Abstract Highly divergent complexity molecules, having spirooxindole core structure, possess excellent bioactivities. The 1,3‐dipolar cycloaddition reaction is one of the most efficient approach for the rapid synthesis of spirooxindole analogues. Herein, we report the synthesis of a series of spirooxindolone analogues via multicomponent reaction of chalcone, based on cyclohexanone, substituted isatin (isatin, 5‐Cl‐isatin, and 5‐Br‐isatin), and secondary amine of the amino acids (L‐Proline and Thioproline). The included activities of the resulting spirooxazolines, including anti‐inflammatory, anti‐leishmanial, and cytotoxic activity against 3T3 and HeLa cell lines. Among series of nine diphenyl substituted derivatives of spiro fused benzylidine thioazol indolines ( IVa–IVi ), compounds IVb (IC 50 =5.8±0.9 μ M), IVc (IC 50 =2.4±1.3 μ M), IVd (IC 50 =5.0±0.6 μ M), and IVg (IC 50 =10.4±4.6 μ M) have shown potent anti‐inflammatory activity, several fold more active than the standard drug, ibuprofen (IC 50 =11.2±1.9 μ M).

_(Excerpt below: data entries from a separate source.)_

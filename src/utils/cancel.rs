//! Cancellation utilities
//!
//! The abort signal handed to a streaming call. Cancelling wakes a pull that is
//! waiting for network bytes, so the stream ends promptly with
//! [`LlmError::Aborted`](crate::error::LlmError::Aborted).

use tokio_util::sync::CancellationToken;

/// A handle that can be used to request cancellation.
#[derive(Clone, Debug, Default)]
pub struct CancelHandle {
    token: CancellationToken,
}

impl CancelHandle {
    /// Request cancellation. Streams observing this handle stop at their next
    /// suspension point; dropping them releases the HTTP connection.
    pub fn cancel(&self) {
        self.token.cancel();
    }

    /// Check if cancellation was requested.
    pub fn is_cancelled(&self) -> bool {
        self.token.is_cancelled()
    }

    /// A future that resolves once [`cancel`](Self::cancel) has been called.
    pub fn cancelled(&self) -> tokio_util::sync::WaitForCancellationFuture<'_> {
        self.token.cancelled()
    }
}

/// Create a standalone cancel handle that can be shared across tasks.
pub fn new_cancel_handle() -> CancelHandle {
    CancelHandle::default()
}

Whereas, compounds IVa (IC 50 =18.0±1.1 μ M), and IVh (IC 50 =26.0±3.4 μ M) exhibited a significant anti‐inflammatory potential. All other compounds ( IVe and IVf ) were found to be inactive. Two meta flouro substituted phenyl rings containing compound IVc (IC 50 =2.4±1.3 μ M) was the most potent member of the series. In order to rationalize the observed biological activities of the spirooxindole‐pyrrolothiazole derivatives, in silico studies were also performed. The results of present study identify a new series of potent anti‐inflammatory agents, deserve to be further investigated as leads.